My soul craved freedom. Hummingbird cannot be caged or she will die. I needed freedom like the hummingbird needs freedom. I needed to fly again, to hear celestial music, to surround myself in JOY. I am a being of light and love. Ever was and always will be. I have come again to know all these ex-trainers here as beings of light and love too. They seek justice and truth. They seek to share from their depth of their hearts, knowledge and experience with others needing and wanting to leave tip. I for one have benefited immensely from this website and from contact with this group. (name removed)

 
Level Vll, October 2006
Mon, 30 Oct 2006 10:29:45 -0800

Hi there! Thanks for your response. It is hard to be in this place when so many of my friends despite how much negativity they may express about the training they are not here where I am. I think my leaving has only set them deeper in. I am torn between my friends and between what I know.

I imagine the reasons I've left are similar to many. I could no longer reconcile myself with the double binds. "Love is all there is - all else is illusion", but if you don't use your power you will attract those that will destroy you for it. all out fear tactics.

I am a Level VII and if I believe what I'm told in Level VII - well then my leaving means I'm under huge attack right now and covered in Nephilim. I know that is not true. I am a being of Light and Love. My friends in the training all say they support whatever decision I make and I know from having been there that they cannot look at me without looking for signs of the bad that will surely follow. Many have asked me if I'll heal with them and cannot fathom why I will not do the Level VII healings or any healings for that matter.

I have stayed connected to the church - thinking maybe I could at least stay connected to my friends and not have to make it all bad. However, yesterday at church they were asked to share what brought them to the training. I kept inside repeating my own mantra. "Love is what I am and Love is what I do." but you can imagine that I felt I was being sucked in by some unseen force - stalked. I held in Light and Love.

I'm very focused right now on staying in a place of Joy, Love and Peace as that is what I wish to attract. As I have grown more and more familiar with the laws of attraction, I've felt more and more out of sync with the training.

I knew when it changed but for a long time couldn't remember what happened, and then I did. I was chairing the Social Committee. I was slammed by a senior level at the pre-party. I held in Love because I am good at doing that and I did what I needed to do. Saturday night at the Winter Solstice, a senior level and minister (neither of the Karen's) decided to shame and scold me for not doing something, I could not have known needed to be done. I spent 1/2 hour outside crying and trying to recover from this triggering event. She did not apologize for slamming me. I did not slam back because I will not be abusive in response to abuse, and yes there was harm done.

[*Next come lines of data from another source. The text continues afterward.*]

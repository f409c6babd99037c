//! # Procedural Geometry Generation
//!
//! Every mesh in the garden is assembled from a handful of primitives. A
//! [`Shape`] names a primitive together with its parameters and doubles as the
//! cache key the asset manager memoizes geometry under.
//!
//! ## Supported Primitives
//!
//! - **Box**: axis-aligned cuboid
//! - **Sphere**: UV sphere with configurable resolution
//! - **Cylinder / Cone**: capped frustum along Y
//! - **Plane / Ring**: flat XY shapes facing +Z
//!
//! ## Usage
//!
//! ```rust
//! use garden_designer::gfx::geometry::Shape;
//!
//! let trunk = Shape::cylinder(0.2, 0.3, 2.0, 8).generate();
//! assert!(trunk.triangle_count() > 0);
//! ```

pub mod primitives;

use std::hash::{Hash, Hasher};

pub use primitives::*;

/// Represents generated geometry data ready for GPU upload
#[derive(Debug, Clone, Default)]
pub struct GeometryData {
    /// Vertex positions (x, y, z)
    pub vertices: Vec<[f32; 3]>,
    /// Texture coordinates (u, v)
    pub tex_coords: Vec<[f32; 2]>,
    /// Normal vectors (x, y, z)
    pub normals: Vec<[f32; 3]>,
    /// Triangle indices (counter-clockwise winding)
    pub indices: Vec<u32>,
}

impl GeometryData {
    pub fn new() -> Self {
        Self::default()
    }

    pub fn vertex_count(&self) -> usize {
        self.vertices.len()
    }

    pub fn triangle_count(&self) -> usize {
        self.indices.len() / 3
    }

    /// Interleaves positions, normals and UVs into the renderer's vertex format
    pub fn to_vertices(&self) -> Vec<crate::gfx::scene::vertex::Vertex3D> {
        use crate::gfx::scene::vertex::Vertex3D;

        (0..self.vertices.len())
            .map(|i| Vertex3D {
                position: self.vertices[i],
                normal: self.normals.get(i).copied().unwrap_or([0.0, 1.0, 0.0]),
                tex_coords: self.tex_coords.get(i).copied().unwrap_or([0.0, 0.0]),
            })
            .collect()
    }
}

/// A primitive and its parameters
#[derive(Debug, Clone, Copy)]
pub enum Shape {
    Box {
        width: f32,
        height: f32,
        depth: f32,
    },
    Sphere {
        radius: f32,
        width_segments: u32,
        height_segments: u32,
    },
    Cylinder {
        radius_top: f32,
        radius_bottom: f32,
        height: f32,
        segments: u32,
    },
    Cone {
        radius: f32,
        height: f32,
        segments: u32,
    },
    Plane {
        width: f32,
        height: f32,
    },
    Ring {
        inner_radius: f32,
        outer_radius: f32,
        segments: u32,
    },
}

impl Shape {
    pub fn cuboid(width: f32, height: f32, depth: f32) -> Self {
        Shape::Box {
            width,
            height,
            depth,
        }
    }

    pub fn sphere(radius: f32, width_segments: u32, height_segments: u32) -> Self {
        Shape::Sphere {
            radius,
            width_segments,
            height_segments,
        }
    }

    pub fn cylinder(radius_top: f32, radius_bottom: f32, height: f32, segments: u32) -> Self {
        Shape::Cylinder {
            radius_top,
            radius_bottom,
            height,
            segments,
        }
    }

    pub fn cone(radius: f32, height: f32, segments: u32) -> Self {
        Shape::Cone {
            radius,
            height,
            segments,
        }
    }

    pub fn plane(width: f32, height: f32) -> Self {
        Shape::Plane { width, height }
    }

    pub fn ring(inner_radius: f32, outer_radius: f32, segments: u32) -> Self {
        Shape::Ring {
            inner_radius,
            outer_radius,
            segments,
        }
    }

    pub fn generate(&self) -> GeometryData {
        match *self {
            Shape::Box {
                width,
                height,
                depth,
            } => generate_box(width, height, depth),
            Shape::Sphere {
                radius,
                width_segments,
                height_segments,
            } => generate_sphere(radius, width_segments, height_segments),
            Shape::Cylinder {
                radius_top,
                radius_bottom,
                height,
                segments,
            } => generate_cylinder(radius_top, radius_bottom, height, segments),
            Shape::Cone {
                radius,
                height,
                segments,
            } => generate_cone(radius, height, segments),
            Shape::Plane { width, height } => generate_plane(width, height, 1, 1),
            Shape::Ring {
                inner_radius,
                outer_radius,
                segments,
            } => generate_ring(inner_radius, outer_radius, segments),
        }
    }

    /// Discriminant plus raw parameter bits, used for equality and hashing
    fn bits(&self) -> (u8, [u32; 4]) {
        match *self {
            Shape::Box {
                width,
                height,
                depth,
            } => (0, [width.to_bits(), height.to_bits(), depth.to_bits(), 0]),
            Shape::Sphere {
                radius,
                width_segments,
                height_segments,
            } => (1, [radius.to_bits(), width_segments, height_segments, 0]),
            Shape::Cylinder {
                radius_top,
                radius_bottom,
                height,
                segments,
            } => (
                2,
                [
                    radius_top.to_bits(),
                    radius_bottom.to_bits(),
                    height.to_bits(),
                    segments,
                ],
            ),
            Shape::Cone {
                radius,
                height,
                segments,
            } => (3, [radius.to_bits(), height.to_bits(), segments, 0]),
            Shape::Plane { width, height } => (4, [width.to_bits(), height.to_bits(), 0, 0]),
            Shape::Ring {
                inner_radius,
                outer_radius,
                segments,
            } => (5, [inner_radius.to_bits(), outer_radius.to_bits(), segments, 0]),
        }
    }
}

impl PartialEq for Shape {
    fn eq(&self, other: &Self) -> bool {
        self.bits() == other.bits()
    }
}

impl Eq for Shape {}

impl Hash for Shape {
    fn hash<H: Hasher>(&self, state: &mut H) {
        self.bits().hash(state);
    }
}

#[cfg(test)]
mod tests {
    use super::*;
    use std::collections::HashSet;

    #[test]
    fn test_shapes_key_by_parameters() {
        let mut keys = HashSet::new();
        keys.insert(Shape::sphere(0.8, 8, 6));
        keys.insert(Shape::sphere(0.8, 8, 6));
        keys.insert(Shape::sphere(0.3, 8, 6));
        keys.insert(Shape::cone(0.3, 0.8, 6));
        keys.insert(Shape::cylinder(0.0, 0.3, 0.8, 6));
        assert_eq!(keys.len(), 4);
    }

    #[test]
    fn test_vertex_interleave() {
        let data = Shape::plane(1.0, 1.0).generate();
        let vertices = data.to_vertices();
        assert_eq!(vertices.len(), 4);
        assert_eq!(vertices[3].tex_coords, [1.0, 1.0]);
        assert_eq!(vertices[0].normal, [0.0, 0.0, 1.0]);
    }
}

I didn't want to go to the retreat. I kept trying to get the passion back but I kept running into senior levels who slammed me in one way or another for merely being and doing what I do and that is to be of light. I spoke once at a meeting as an auditor from my heart about the focus. The supervisor whom I have known, loved and respected, came up to me after. I opened my arms expecting they wanted a hug as I had only love in my heart, and this person demanded to know what I thought I was doing in my share - that it wasn't my job to clear the room - on and on. The rant went on about "how dare I' and I left triggered in tears, flying out of the room - not knowing then or now, what I had done wrong. I could never speak again at a meeting without a great deal of self-censoring and care.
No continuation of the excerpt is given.